— TRY IT —
Take the records below from their first line to the line with "pub struct OverflowCache", and restate those lines word for word.

— ENTRIES SUPPLIED —
|---|
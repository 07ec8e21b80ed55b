use std::collections::BTreeMap;
use std::sync::Arc;

use bytes::Bytes;
use rustc_hash::{FxHashMap, FxHashSet};
use tokio::time::Instant;
use tracing::{debug, trace};

use crate::config::DeliveryConfig;
use crate::report::{ContentHash, ReportKind, ReportTags, Severity};

/// A report that ran out of retry budget, kept for delivery at a later time. Its timestamp is
///  wall clock time since it survives restarts.
#[derive(Debug, Clone, Eq, PartialEq)]
pub struct CacheEntry {
    pub hash: ContentHash,
    pub severity: Severity,
    pub kind: ReportKind,
    pub payload: Bytes,
    pub enqueued_at_secs: u64,
    pub tags: Option<ReportTags>,
}

#[derive(Debug, Copy, Clone, Eq, PartialEq)]
pub enum CacheInsert {
    Inserted,
    /// an entry with the same content is cached already
    Duplicate,
    /// the cache is at capacity - nothing was inserted or evicted
    Full,
    /// the severity is too high for caching
    NotCacheable,
}

#[derive(Debug, Default)]
pub struct DrainBatch {
    /// entries to be sent again, oldest first
    pub resend: Vec<CacheEntry>,
    pub num_discarded: usize,
    /// a mutation while draining made a snapshot flush due
    pub flush_due: bool,
}

/// Durable overflow storage for reports that could not be delivered in time, keyed by content
///  hash.
///
/// Entries are sent again in batches. Each such resend gets a fresh sequence number, and the
///  mapping from that sequence number to the content hash lets an acknowledgment remove the entry.
///  These mappings are pruned once their sequence number falls too far behind the current one,
///  making the entry eligible for another resend.
///
/// Every mutation counts towards a monotonic change counter which drives the snapshot flush
///  policy.
pub struct OverflowCache {
    config: Arc<DeliveryConfig>,
    entries: FxHashMap<ContentHash, CacheEntry>,
    sent: BTreeMap<u32, ContentHash>,
    change_counter: u64,
    last_flush: Option<Instant>,
    dirty: bool,
}

impl OverflowCache {
    pub fn new(config: Arc<DeliveryConfig>) -> OverflowCache {
        OverflowCache {
            config,
            entries: Default::default(),
            sent: Default::default(),
            change_counter: 0,
            last_flush: None,
            dirty: false,
        }
    }

    /// Initializes the cache from a persisted snapshot. Entries beyond capacity are ignored,
    ///  loading does not count as a change.
    pub fn load(&mut self, snapshot: Vec<CacheEntry>) {
        for entry in snapshot {
            if self.entries.len() >= self.config.cache_capacity {
                debug!("snapshot exceeds cache capacity - ignoring remaining entries");
                break;
            }
            self.entries.insert(entry.hash, entry);
        }
    }

    pub fn len(&self) -> usize {
        self.entries.len()
    }

    pub fn is_empty(&self) -> bool {
        self.entries.is_empty()
    }

    pub fn contains(&self, hash: ContentHash) -> bool {
        self.entries.contains_key(&hash)
    }

    pub fn change_counter(&self) -> u64 {
        self.change_counter
    }

    /// `true` while there are cache resends that may still be acknowledged
    pub fn has_outstanding(&self) -> bool {
        !self.sent.is_empty()
    }

    pub fn insert(&mut self, entry: CacheEntry, now: Instant) -> (CacheInsert, bool) {
        if !entry.severity.is_cacheable() {
            return (CacheInsert::NotCacheable, false);
        }
        if self.entries.contains_key(&entry.hash) {
            return (CacheInsert::Duplicate, false);
        }
        if self.entries.len() >= self.config.cache_capacity {
            return (CacheInsert::Full, false);
        }

        trace!("caching report {:?}", entry.hash);
        self.entries.insert(entry.hash, entry);
        (CacheInsert::Inserted, self.on_changed(now))
    }

    /// Reads up to one batch of entries that have no resend outstanding, oldest first. Entries
    ///  in the batch that are expired, empty or not cacheable are removed rather than returned.
    pub fn drain_batch(&mut self, now_unix_secs: u64, now: Instant) -> DrainBatch {
        let outstanding = self.sent.values().copied().collect::<FxHashSet<_>>();

        let mut candidates = self.entries.values()
            .filter(|e| !outstanding.contains(&e.hash))
            .map(|e| (e.enqueued_at_secs, e.hash))
            .collect::<Vec<_>>();
        candidates.sort();
        candidates.truncate(self.config.cache_drain_batch);

        let expiry_secs = self.config.cache_expiry.as_secs();
        let mut result = DrainBatch::default();
        for (_, hash) in candidates {
            let Some(entry) = self.entries.get(&hash) else { continue };

            let expired = now_unix_secs.saturating_sub(entry.enqueued_at_secs) > expiry_secs;
            if expired || entry.payload.is_empty() || !entry.severity.is_cacheable() {
                trace!("discarding cached report {:?}", hash);
                self.entries.remove(&hash);
                result.num_discarded += 1;
                result.flush_due |= self.on_changed(now);
            }
            else {
                result.resend.push(entry.clone());
            }
        }
        result
    }

    /// Remembers that an entry was sent with a given sequence number
    pub fn record_sent(&mut self, sequence: u32, hash: ContentHash) {
        self.sent.insert(sequence, hash);
    }

    /// Removes the entry that was sent with this sequence number, if any. Returns the removed
    ///  entry and whether a flush is due.
    pub fn on_ack(&mut self, sequence: u32, now: Instant) -> (Option<CacheEntry>, bool) {
        let Some(hash) = self.sent.remove(&sequence) else {
            return (None, false);
        };
        // other resends of the same content are obsolete as well
        self.sent.retain(|_, h| *h != hash);

        match self.entries.remove(&hash) {
            Some(entry) => {
                let flush_due = self.on_changed(now);
                (Some(entry), flush_due)
            }
            None => (None, false),
        }
    }

    /// Forgets resends whose sequence number is more than `window` behind `current_sequence`.
    ///  Sequence numbers wrap, so distance is measured modulo 2^32.
    pub fn prune_sent(&mut self, current_sequence: u32, window: u32) {
        let before = self.sent.len();
        self.sent.retain(|&seq, _| current_sequence.wrapping_sub(seq) <= window);
        if self.sent.len() < before {
            debug!("{} cache resends were not acknowledged in time", before - self.sent.len());
        }
    }

    /// All entries, sorted by content hash
    pub fn snapshot(&self) -> Vec<CacheEntry> {
        let mut result = self.entries.values().cloned().collect::<Vec<_>>();
        result.sort_by_key(|e| e.hash);
        result
    }

    fn on_changed(&mut self, now: Instant) -> bool {
        self.change_counter += 1;
        self.dirty = true;
        self.is_flush_due(now)
    }

    /// A flush is due at the first threshold of changes, at every multiple of the regular flush
    ///  interval, and when the cache became empty - but never sooner than the minimum flush
    ///  interval after the previous flush.
    pub fn is_flush_due(&self, now: Instant) -> bool {
        if !self.dirty {
            return false;
        }

        let counter_due = self.change_counter == self.config.flush_first_threshold
            || self.change_counter % self.config.flush_every == 0
            || self.entries.is_empty();
        if !counter_due {
            return false;
        }

        match self.last_flush {
            None => true,
            Some(t) => now.saturating_duration_since(t) >= self.config.flush_min_interval,
        }
    }

    pub fn is_dirty(&self) -> bool {
        self.dirty
    }

    pub fn mark_flushed(&mut self, now: Instant) {
        self.last_flush = Some(now);
        self.dirty = false;
    }
}

#[cfg(test)]
mod tests {
    use super::*;
    use rstest::rstest;
    use std::net::SocketAddr;
    use std::time::Duration;

    const NOW_SECS: u64 = 1_700_000_000;

    fn config() -> DeliveryConfig {
        DeliveryConfig::new(vec![SocketAddr::from(([1, 2, 3, 4], 9700))])
    }

    fn entry(payload: &'static [u8], severity: Severity, enqueued_at_secs: u64) -> CacheEntry {
        CacheEntry {
            hash: ContentHash::new(ReportKind::Event, payload),
            severity,
            kind: ReportKind::Event,
            payload: Bytes::from_static(payload),
            enqueued_at_secs,
            tags: None,
        }
    }

    fn numbered_entry(n: u32, enqueued_at_secs: u64) -> CacheEntry {
        let payload = Bytes::from(n.to_be_bytes().to_vec());
        CacheEntry {
            hash: ContentHash::new(ReportKind::Counter, &payload),
            severity: Severity::Normal,
            kind: ReportKind::Counter,
            payload,
            enqueued_at_secs,
            tags: None,
        }
    }

    #[rstest]
    #[case::low(Severity::Low, CacheInsert::Inserted)]
    #[case::normal(Severity::Normal, CacheInsert::Inserted)]
    #[case::high(Severity::High, CacheInsert::NotCacheable)]
    #[case::critical(Severity::Critical, CacheInsert::NotCacheable)]
    fn test_insert_severity_gate(#[case] severity: Severity, #[case] expected: CacheInsert) {
        let mut cache = OverflowCache::new(Arc::new(config()));
        let (result, _) = cache.insert(entry(b"a", severity, NOW_SECS), Instant::now());
        assert_eq!(result, expected);
        assert_eq!(cache.len(), if expected == CacheInsert::Inserted { 1 } else { 0 });
    }

    #[test]
    fn test_insert_duplicate_and_full() {
        let mut config = config();
        config.cache_capacity = 2;
        let mut cache = OverflowCache::new(Arc::new(config));
        let now = Instant::now();

        assert_eq!(cache.insert(entry(b"a", Severity::Low, NOW_SECS), now).0, CacheInsert::Inserted);
        assert_eq!(cache.insert(entry(b"a", Severity::Low, NOW_SECS + 5), now).0, CacheInsert::Duplicate);
        assert_eq!(cache.insert(entry(b"b", Severity::Low, NOW_SECS), now).0, CacheInsert::Inserted);
        assert_eq!(cache.insert(entry(b"c", Severity::Low, NOW_SECS), now).0, CacheInsert::Full);

        assert_eq!(cache.len(), 2);
        assert!(!cache.contains(ContentHash::new(ReportKind::Event, b"c")));
        assert_eq!(cache.change_counter(), 2);
    }

    #[test]
    fn test_drain_batch_oldest_first() {
        let mut cache = OverflowCache::new(Arc::new(config()));
        let now = Instant::now();
        for n in 0..15 {
            let _ = cache.insert(numbered_entry(n, NOW_SECS - 100 + (14 - n) as u64), now);
        }

        let batch = cache.drain_batch(NOW_SECS, now);
        assert_eq!(batch.num_discarded, 0);
        assert_eq!(batch.resend.len(), 10);
        let expected = (5..15).rev().map(|n| numbered_entry(n, 0).hash).collect::<Vec<_>>();
        assert_eq!(batch.resend.iter().map(|e| e.hash).collect::<Vec<_>>(), expected);
        assert_eq!(cache.len(), 15);
    }

    #[test]
    fn test_drain_batch_skips_outstanding() {
        let mut cache = OverflowCache::new(Arc::new(config()));
        let now = Instant::now();
        let _ = cache.insert(entry(b"a", Severity::Low, NOW_SECS - 10), now);
        let _ = cache.insert(entry(b"b", Severity::Low, NOW_SECS - 5), now);

        cache.record_sent(17, ContentHash::new(ReportKind::Event, b"a"));
        assert!(cache.has_outstanding());

        let batch = cache.drain_batch(NOW_SECS, now);
        assert_eq!(batch.resend, vec![entry(b"b", Severity::Low, NOW_SECS - 5)]);
    }

    #[test]
    fn test_drain_batch_discards_invalid() {
        let mut cache = OverflowCache::new(Arc::new(config()));
        let now = Instant::now();
        let week = 7 * 24 * 3600;

        // snapshot loading bypasses the insertion checks
        cache.load(vec![
            entry(b"expired", Severity::Low, NOW_SECS - week - 1),
            entry(b"", Severity::Low, NOW_SECS),
            entry(b"high", Severity::High, NOW_SECS),
            entry(b"just in time", Severity::Normal, NOW_SECS - week),
        ]);
        assert_eq!(cache.len(), 4);

        let batch = cache.drain_batch(NOW_SECS, now);
        assert_eq!(batch.num_discarded, 3);
        assert_eq!(batch.resend, vec![entry(b"just in time", Severity::Normal, NOW_SECS - week)]);
        assert_eq!(cache.len(), 1);
        assert_eq!(cache.change_counter(), 3);
        assert!(cache.is_dirty());
    }

    #[test]
    fn test_ack_removes_entry_once() {
        let mut cache = OverflowCache::new(Arc::new(config()));
        let now = Instant::now();
        let e = entry(b"a", Severity::Low, NOW_SECS);
        let _ = cache.insert(e.clone(), now);
        cache.record_sent(5, e.hash);
        cache.record_sent(9, e.hash);

        let (removed, _) = cache.on_ack(5, now);
        assert_eq!(removed, Some(e));
        assert!(cache.is_empty());
        assert!(!cache.has_outstanding());

        assert_eq!(cache.on_ack(5, now), (None, false));
        assert_eq!(cache.on_ack(9, now), (None, false));
        assert_eq!(cache.change_counter(), 2);
    }

    #[rstest]
    #[case::recent(200, 150, true)]
    #[case::at_window(200, 90, true)]
    #[case::behind_window(200, 89, false)]
    #[case::wrapped_recent(5, u32::MAX - 10, true)]
    #[case::wrapped_behind(5, u32::MAX - 200, false)]
    fn test_prune_sent(#[case] current: u32, #[case] sent: u32, #[case] expected_kept: bool) {
        let mut cache = OverflowCache::new(Arc::new(config()));
        cache.record_sent(sent, ContentHash(1));
        cache.prune_sent(current, 110);
        assert_eq!(cache.has_outstanding(), expected_kept);
    }

    #[tokio::test(start_paused = true)]
    async fn test_flush_policy() {
        let mut cache = OverflowCache::new(Arc::new(config()));
        let now = Instant::now();
        assert!(!cache.is_flush_due(now));

        for n in 0..19 {
            let (_, flush_due) = cache.insert(numbered_entry(n, NOW_SECS), now);
            assert!(!flush_due);
        }
        let (_, flush_due) = cache.insert(numbered_entry(19, NOW_SECS), now);
        assert!(flush_due);
        cache.mark_flushed(now);
        assert!(!cache.is_flush_due(now));

        // the 300th change is due, but throttled since the last flush was just now
        for n in 20..299 {
            let (_, flush_due) = cache.insert(numbered_entry(n, NOW_SECS), now);
            assert!(!flush_due);
        }
        let (_, flush_due) = cache.insert(numbered_entry(299, NOW_SECS), now);
        assert!(!flush_due);

        let later = now + Duration::from_secs(10);
        assert!(cache.is_flush_due(later));
        let (_, flush_due) = cache.insert(numbered_entry(300, NOW_SECS), later);
        assert!(!flush_due);
    }

    #[tokio::test(start_paused = true)]
    async fn test_flush_when_emptied() {
        let mut cache = OverflowCache::new(Arc::new(config()));
        let now = Instant::now();
        let e = entry(b"a", Severity::Low, NOW_SECS);

        let (_, flush_due) = cache.insert(e.clone(), now);
        assert!(!flush_due);
        cache.mark_flushed(now);

        cache.record_sent(1, e.hash);
        let (_, flush_due) = cache.on_ack(1, now + Duration::from_secs(3));
        assert!(!flush_due);
        assert!(cache.is_flush_due(now + Duration::from_secs(10)));
    }
}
|---|
— TASK RESULT —
repository 07ec8e21b80ed55b
use std::collections::BTreeMap;
use std::sync::Arc;

use bytes::Bytes;
use rustc_hash::{FxHashMap, FxHashSet};
use tokio::time::Instant;
use tracing::{debug, trace};

use crate::config::DeliveryConfig;
use crate::report::{ContentHash, ReportKind, ReportTags, Severity};

/// A report that ran out of retry budget, kept for delivery at a later time. Its timestamp is
///  wall clock time since it survives restarts.
#[derive(Debug, Clone, Eq, PartialEq)]
pub struct CacheEntry {
    pub hash: ContentHash,
    pub severity: Severity,
    pub kind: ReportKind,
    pub payload: Bytes,
    pub enqueued_at_secs: u64,
    pub tags: Option<ReportTags>,
}

#[derive(Debug, Copy, Clone, Eq, PartialEq)]
pub enum CacheInsert {
    Inserted,
    /// an entry with the same content is cached already
    Duplicate,
    /// the cache is at capacity - nothing was inserted or evicted
    Full,
    /// the severity is too high for caching
    NotCacheable,
}

#[derive(Debug, Default)]
pub struct DrainBatch {
    /// entries to be sent again, oldest first
    pub resend: Vec<CacheEntry>,
    pub num_discarded: usize,
    /// a mutation while draining made a snapshot flush due
    pub flush_due: bool,
}

/// Durable overflow storage for reports that could not be delivered in time, keyed by content
///  hash.
///
/// Entries are sent again in batches. Each such resend gets a fresh sequence number, and the
///  mapping from that sequence number to the content hash lets an acknowledgment remove the entry.
///  These mappings are pruned once their sequence number falls too far behind the current one,
///  making the entry eligible for another resend.
///
/// Every mutation counts towards a monotonic change counter which drives the snapshot flush
///  policy.
pub struct OverflowCache {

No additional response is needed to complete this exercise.